Entry Number 4
I was not certain as to whether I would ever use them, I
purchased some art supplies in Colombo. These consisted of big pads of
paper and oil pastels. I felt that there might be a possibility to do
some artwork with children - something for which I was trained as an
undergraduate years ago.
One camp we went to was in Weligama, north of Unawatuna. This camp was
located around the railway tracks which ran directly through. On the
ocean side of the road was another camp and new housing being built by
the Italian government. On one particular day, we had only Brian for
translating so I walked around the camp taking some photos. The day
before, we had visited another camp and two adolescent girls there used
some of the art supplies and made some drawings with me. On this day, I
wandered into the open air classroom and sat down and started to do a
drawing. I was soon surrounded by children 5 to 15 years old. I pulled
sheets off the pad and gave out oil pastels. They sat down and started
working on drawings. I went around and encouraged their work. They
finally produced their pictures and I took several photos of the
children and their art work. A fifteen year old boy - Vimukthi - asked
if I would come back and do this again. I said I would try to do so.
As it turned out, we came back there twice and I had to go to Galle to
buy more art supplies. On the second visit, the classroom was being
used for something, so we had to crowd together in a small empty wooden
shelter. I sat on the concrete floor with 22 children. At the end of
that visit, Vimukthi was very solemn and surmised I would not return.
However, I said I would try. We all did go back on our second to last
day in that area and Betty, Brian and Lahiru helped give out the art
supplies. I brought a large number of extra pads of paper, colored
pencils and oil pastels. These were all entrusted to Vimukthi and I
made it clear he was in charge of the art supplies and would give them
out in the future. A few mothers tried to interfere but I said he was
in charge since he had organized these art sessions.
I had read a short essay in Newsweek written by a women from the U.S.
who had gone to Indonesia for two weeks of tsunami aid. She said that
it did not matter much what she was able to achieve there in the way of
aid but it mattered a great deal that people saw how far she had
traveled and that she had done this to be with them in their time of
tragedy. I felt that the art symbolized this attitude in that I kept my
promise and returned two more times and had bothered to spend time with
these children in the first place. Many parents stood around watching
this display of enthusiasm on the part of their children.
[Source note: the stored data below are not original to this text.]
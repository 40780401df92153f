//! Golfhelper - organize golf swing videos
//!
//! Converts phone recordings to MP4 and files them into dated session
//! folders, ready for a browser-based swing analyzer.

use anyhow::{Context, Result};
use clap::{Parser, Subcommand};
use serde::Serialize;
use std::path::{Path, PathBuf};
use std::sync::atomic::{AtomicBool, Ordering};
use std::sync::Arc;
use tracing::{error, info, warn};

use golfhelper_core::colored_logger::{init_component_logger, Component};
use golfhelper_core::config::{expand_tilde, resolve_config_path, Config, SessionDate};
use golfhelper_core::organizer::{BatchReport, OrganizeSettings, Organizer};
use golfhelper_library::{list_sessions, scan_sources, Club, SessionSummary};
use golfhelper_processing::transcoder::{check_ffmpeg, ffmpeg_version};
use golfhelper_processing::FfmpegTranscoder;

#[derive(Parser)]
#[command(name = "golfhelper")]
#[command(about = "Helper for organizing golf swing videos")]
#[command(version)]
struct Cli {
    #[command(subcommand)]
    command: Commands,

    /// Configuration file path
    #[arg(short, long, global = true)]
    config: Option<PathBuf>,

    /// Enable verbose logging (includes ffmpeg output)
    #[arg(short, long, global = true)]
    verbose: bool,
}

#[derive(Subcommand)]
enum Commands {
    /// Set up the root directory to save golf videos
    #[command(alias = "setup-tool")]
    Setup {
        /// Root directory for golf videos (defaults to a Golf folder in the videos directory)
        #[arg(short, long)]
        root: Option<PathBuf>,

        /// Clips larger than this are downscaled
        #[arg(long, default_value = "5")]
        max_video_size_mb: u64,

        /// Path to the ffmpeg binary (defaults to ffmpeg on PATH)
        #[arg(long)]
        ffmpeg: Option<PathBuf>,

        /// Date used to name session folders
        #[arg(long, value_enum, default_value_t = SessionDate::Today)]
        session_date: SessionDate,
    },

    /// Convert videos and file them into their session folder
    Organize {
        /// Video file, or folder of videos, to organize
        source: PathBuf,

        /// Club used in the video (L S G A P, 1-9, 7W 5W 4W 3W, 5H 4H 3H, D)
        #[arg(long)]
        club: Club,

        /// Library root, overriding the configured one
        #[arg(short, long)]
        root: Option<PathBuf>,

        /// Delete each original once its clip is saved
        #[arg(long)]
        delete_original: bool,

        /// Name the session after the recording date instead of today
        #[arg(long)]
        capture_date: bool,
    },

    /// Show configuration and recorded sessions
    Status {
        /// Print machine-readable JSON
        #[arg(long)]
        json: bool,
    },

    /// Check dependencies (FFmpeg, config, root directory)
    Check,
}

fn main() -> Result<()> {
    let cli = Cli::parse();

    let component = match cli.command {
        Commands::Setup { .. } => Component::Setup,
        Commands::Organize { .. } => Component::Organize,
        Commands::Status { .. } => Component::Status,
        Commands::Check => Component::Check,
    };
    init_component_logger(component, cli.verbose)?;

    let config_path = resolve_config_path(cli.config)?;

    match cli.command {
        Commands::Setup {
            root,
            max_video_size_mb,
            ffmpeg,
            session_date,
        } => {
            cmd_setup(&config_path, root, max_video_size_mb, ffmpeg, session_date)?;
        }
        Commands::Organize {
            source,
            club,
            root,
            delete_original,
            capture_date,
        } => {
            cmd_organize(&config_path, source, club, root, delete_original, capture_date)?;
        }
        Commands::Status { json } => {
            cmd_status(&config_path, json)?;
        }
        Commands::Check => {
            cmd_check(&config_path)?;
        }
    }

    Ok(())
}

fn cmd_setup(
    config_path: &Path,
    root: Option<PathBuf>,
    max_video_size_mb: u64,
    ffmpeg: Option<PathBuf>,
    session_date: SessionDate,
) -> Result<()> {
    let root = root.map(expand_tilde).unwrap_or_else(|| Config::default().root);

    info!("configuring golf helper root directory to {:?}", root);
    std::fs::create_dir_all(&root)
        .with_context(|| format!("failed to create root directory {:?}", root))?;

    let config = Config {
        root,
        max_video_size_mb,
        ffmpeg_path: ffmpeg.map(expand_tilde),
        session_date,
    };
    config.save(config_path)?;

    info!("config written to {:?}", config_path);

    if !check_ffmpeg(&config.ffmpeg_binary()) {
        warn!("ffmpeg not found - run 'golfhelper check' for details");
    }

    info!("finished setup");
    Ok(())
}

fn cmd_organize(
    config_path: &Path,
    source: PathBuf,
    club: Club,
    root: Option<PathBuf>,
    delete_original: bool,
    capture_date: bool,
) -> Result<()> {
    let mut config = Config::from_file(config_path)?;
    if let Some(root) = root {
        config.root = expand_tilde(root);
    }
    if capture_date {
        config.session_date = SessionDate::Capture;
    }

    let source = expand_tilde(source);
    let sources = scan_sources(&source)?;
    if sources.is_empty() {
        warn!("no .mov or .mp4 videos found in {:?}", source);
        return Ok(());
    }

    let ffmpeg = config.ffmpeg_binary();
    if !check_ffmpeg(&ffmpeg) {
        error!("ffmpeg not found at {:?} - please install FFmpeg", ffmpeg);
        return Err(anyhow::anyhow!("FFmpeg not found"));
    }

    info!("library root: {:?}", config.root);
    info!("club: {}, video(s): {}", club, sources.len());

    // Finish the current file, then stop
    let running = Arc::new(AtomicBool::new(true));
    let r = running.clone();
    ctrlc::set_handler(move || {
        warn!("received shutdown signal, stopping after the current video...");
        r.store(false, Ordering::SeqCst);
    })?;

    let mut settings = OrganizeSettings::from_config(&config, chrono::Local::now().date_naive());
    settings.delete_original = delete_original;

    let organizer = Organizer::new(settings, FfmpegTranscoder::new(ffmpeg));
    let report = organizer.organize_batch(&sources, club, &running);

    print_report(&report, sources.len());

    if !report.failed.is_empty() {
        return Err(anyhow::anyhow!(
            "{} of {} video(s) failed to organize",
            report.failed.len(),
            sources.len()
        ));
    }

    Ok(())
}

fn print_report(report: &BatchReport, total: usize) {
    println!("organized {} of {} video(s)", report.organized.len(), total);

    for video in &report.organized {
        println!(
            "  {} -> {}{}{}",
            video.source.display(),
            video.output.display(),
            if video.compressed { " (compressed)" } else { "" },
            if video.original_deleted { " (original deleted)" } else { "" }
        );
    }

    if !report.failed.is_empty() {
        println!("\nfailed (originals left in place):");
        for failed in &report.failed {
            println!("  {}: {}", failed.source.display(), failed.error);
        }
    }

    if report.interrupted {
        println!("\ninterrupted: {} video(s) not processed", total - report.processed());
    }
}

#[derive(Serialize)]
struct StatusReport<'a> {
    config_path: &'a Path,
    config: &'a Config,
    sessions: Vec<SessionSummary>,
}

fn cmd_status(config_path: &Path, json: bool) -> Result<()> {
    let config = Config::from_file(config_path)?;

    let sessions = if config.root.is_dir() {
        list_sessions(&config.root)?
    } else {
        warn!("root directory {:?} does not exist", config.root);
        Vec::new()
    };

    if json {
        let report = StatusReport {
            config_path,
            config: &config,
            sessions,
        };
        println!("{}", serde_json::to_string_pretty(&report)?);
        return Ok(());
    }

    println!("config: {:?}", config_path);
    println!("root: {:?}", config.root);
    println!("max video size: {} MB", config.max_video_size_mb);
    println!("session date: {:?}", config.session_date);
    println!("sessions: {}", sessions.len());

    for session in &sessions {
        let clubs: Vec<String> = session
            .clips
            .iter()
            .map(|(club, count)| format!("{} x{}", club, count))
            .collect();
        println!(
            "  {}  {} clip(s)  {}",
            session.name,
            session.total_clips(),
            clubs.join(", ")
        );
    }

    Ok(())
}

fn cmd_check(config_path: &Path) -> Result<()> {
    println!("checking dependencies...\n");

    let config = match Config::from_file(config_path) {
        Ok(config) => {
            println!("  config: OK ({})", config_path.display());
            Some(config)
        }
        Err(e) => {
            println!("  config: {:#}", e);
            None
        }
    };

    let ffmpeg = config
        .as_ref()
        .map(Config::ffmpeg_binary)
        .unwrap_or_else(|| PathBuf::from("ffmpeg"));
    let version = ffmpeg_version(&ffmpeg);
    println!(
        "  ffmpeg: {}",
        version.as_deref().unwrap_or("NOT FOUND")
    );

    if let Some(config) = &config {
        println!(
            "  root:   {}",
            if config.root.is_dir() { "OK" } else { "missing (will be created)" }
        );
    }

    println!();

    if version.is_none() {
        println!("WARNING: FFmpeg is required for video conversion.");
        println!("Please install FFmpeg and ensure it's in your PATH.");
        println!("Download: https://ffmpeg.org/download.html");
    } else if config.is_none() {
        println!("run 'golfhelper setup --root <dir>' to get started");
    } else {
        println!("all checks passed!");
    }

    Ok(())
}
Of course doing drawings of the tsunami with bodies in the water and
people clinging to palm trees was an entree to empowerment for the
children just as much as the adults telling their stories of the
tragedy. There was not the opportunity to discuss this work much with
the children but there was a great deal of opportunity to praise their
creativity. Most did not do "tsunami drawings" but drew beautiful
scenes, elephants, mountains, trees and the ocean in its calmer state.
They were very anxious to make these with me. One boy even did a
portrait of me teaching the class! In the end it was their offering to
us - a chance to give back to these people who came so far to listen to
stories of pain, tragedy and loss.
Charles Flood, D.Sc.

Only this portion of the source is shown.